▸ **PROBLEM REQUIREMENTS**: Look through the listing below, and wherever a line has the string "aliased", pull it out.

▸ **DATA SHOWN**:
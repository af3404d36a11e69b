//! Whole-module imports eligible for reflective access.
//!
//! A binding qualifies when it is used at least once and every use of it is
//! the owner of a load-context attribute access outside any f-string. Only
//! then can the `import` go away and each `m.attr` become a `getattr` over
//! an `__import__` call. Imports kept for their side effects have no uses
//! and stay.

use rustc_hash::{FxHashMap, FxHashSet};
use shroud_ir::visitor::{
    walk_except_handler, walk_expr, walk_parameter, walk_pattern, walk_stmt, Visitor,
};
use shroud_ir::{
    ExceptHandler, Expr, ExprContext, ExprKind, Module, Parameter, Pattern, PatternKind, Stmt,
    StmtKind,
};

/// Where a module binding points.
#[derive(Clone, Debug, PartialEq, Eq)]
pub struct ModuleRef {
    /// Fully qualified dotted path as written in the import.
    pub path: String,
    /// `import a.b as m` binds `a.b` itself; `import a.b` binds `a`.
    pub aliased: bool,
}

impl ModuleRef {
    /// `__import__` returns the top-level package, which is what an
    /// unaliased import binds; an aliased dotted import needs the leaf.
    pub fn needs_import_module(&self) -> bool {
        self.aliased && self.path.contains('.')
    }
}

/// Local import binding to module path.
#[derive(Clone, Debug, Default)]
pub struct ModuleAliasTable {
    bindings: FxHashMap<String, ModuleRef>,
}

impl ModuleAliasTable {
    pub fn get(&self, binding: &str) -> Option<&ModuleRef> {
        self.bindings.get(binding)
    }

    pub fn contains(&self, binding: &str) -> bool {
        self.bindings.contains_key(binding)
    }

    pub fn len(&self) -> usize {
        self.bindings.len()
    }

    pub fn is_empty(&self) -> bool {
        self.bindings.is_empty()
    }
}

/// Collect the first member of every whole-module import whose binding is
/// only ever used as an attribute owner.
#[tracing::instrument(level = "debug", skip_all)]
pub fn build_module_table(module: &Module) -> ModuleAliasTable {
    let mut candidates = Candidates::default();
    candidates.visit_module(module);

    let mut usage = Usage {
        candidates: &candidates.found,
        disqualified: candidates.conflicts,
        used: FxHashSet::default(),
        fstring_depth: 0,
    };
    usage.visit_module(module);

    let Usage {
        disqualified, used, ..
    } = usage;
    let bindings: FxHashMap<String, ModuleRef> = candidates
        .found
        .into_iter()
        .filter(|(binding, _)| used.contains(binding) && !disqualified.contains(binding))
        .collect();
    tracing::debug!(modules = bindings.len(), "module table built");
    ModuleAliasTable { bindings }
}

#[derive(Default)]
struct Candidates {
    found: FxHashMap<String, ModuleRef>,
    conflicts: FxHashSet<String>,
}

impl<'ast> Visitor<'ast> for Candidates {
    fn visit_stmt(&mut self, stmt: &'ast Stmt) {
        if let StmtKind::Import(names) = &stmt.kind {
            if let Some(first) = names.first() {
                let binding = first.binding().to_string();
                let module = ModuleRef {
                    path: first.name.clone(),
                    aliased: first.asname.is_some(),
                };
                match self.found.get(&binding) {
                    Some(existing) if *existing != module => {
                        self.conflicts.insert(binding);
                    }
                    Some(_) => {}
                    None => {
                        self.found.insert(binding, module);
                    }
                }
            }
        }
        walk_stmt(self, stmt);
    }
}

/// Finds candidate bindings used in any way other than `binding.attr`.
struct Usage<'a> {
    candidates: &'a FxHashMap<String, ModuleRef>,
    disqualified: FxHashSet<String>,
    used: FxHashSet<String>,
    fstring_depth: usize,
}

impl Usage<'_> {
    fn disqualify(&mut self, name: &str) {
        if self.candidates.contains_key(name) {
            self.disqualified.insert(name.to_string());
        }
    }
}

impl<'ast> Visitor<'ast> for Usage<'_> {
    fn visit_stmt(&mut self, stmt: &'ast Stmt) {
        match &stmt.kind {
            StmtKind::FunctionDef(def) => self.disqualify(&def.name),
            StmtKind::ClassDef(def) => self.disqualify(&def.name),
            StmtKind::Global(names) | StmtKind::Nonlocal(names) => {
                for name in names {
                    self.disqualify(name);
                }
            }
            StmtKind::ImportFrom { names, .. } => {
                for alias in names {
                    self.disqualify(alias.binding());
                }
            }
            StmtKind::Import(names) => {
                for alias in names {
                    let binding = alias.binding();
                    let same = self.candidates.get(binding).is_some_and(|module| {
                        module.path == alias.name && module.aliased == alias.asname.is_some()
                    });
                    if !same {
                        self.disqualify(binding);
                    }
                }
            }
            _ => {}
        }
        walk_stmt(self, stmt);
    }

    fn visit_expr(&mut self, expr: &'ast Expr) {
        match &expr.kind {
            ExprKind::Attribute {
                value,
                ctx: ExprContext::Load,
                ..
            } if self.fstring_depth == 0 => match value.as_name() {
                Some(owner) => {
                    if self.candidates.contains_key(owner) {
                        self.used.insert(owner.to_string());
                    }
                }
                None => walk_expr(self, expr),
            },
            ExprKind::Name { id, .. } => self.disqualify(id),
            ExprKind::FString(_) => {
                self.fstring_depth += 1;
                walk_expr(self, expr);
                self.fstring_depth -= 1;
            }
            _ => walk_expr(self, expr),
        }
    }

    fn visit_parameter(&mut self, param: &'ast Parameter) {
        self.disqualify(&param.name);
        walk_parameter(self, param);
    }

    fn visit_except_handler(&mut self, handler: &'ast ExceptHandler) {
        if let Some(name) = &handler.name {
            self.disqualify(name);
        }
        walk_except_handler(self, handler);
    }

    /// A dotted name in a pattern must stay a dotted name, so its module
    /// keeps its import.
    fn visit_pattern(&mut self, pattern: &'ast Pattern) {
        match &pattern.kind {
            PatternKind::Value(value) | PatternKind::Class { cls: value, .. } => {
                if let Some(root) = dotted_root(value) {
                    self.disqualify(root);
                }
            }
            PatternKind::Mapping { keys, rest, .. } => {
                for root in keys.iter().filter_map(dotted_root) {
                    self.disqualify(root);
                }
                if let Some(rest) = rest {
                    self.disqualify(rest);
                }
            }
            PatternKind::Star(Some(name))
            | PatternKind::As {
                name: Some(name), ..
            } => self.disqualify(name),
            _ => {}
        }
        walk_pattern(self, pattern);
    }
}

/// `a` for `a.b.c`.
fn dotted_root(expr: &Expr) -> Option<&str> {
    match &expr.kind {
        ExprKind::Name { id, .. } => Some(id),
        ExprKind::Attribute { value, .. } => dotted_root(value),
        _ => None,
    }
}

▸ **EXERCISE ANSWER**:
    pub aliased: bool,
    /// unaliased import binds; an aliased dotted import needs the leaf.
        self.aliased && self.path.contains('.')
                    aliased: first.asname.is_some(),
                        module.path == alias.name && module.aliased == alias.asname.is_some()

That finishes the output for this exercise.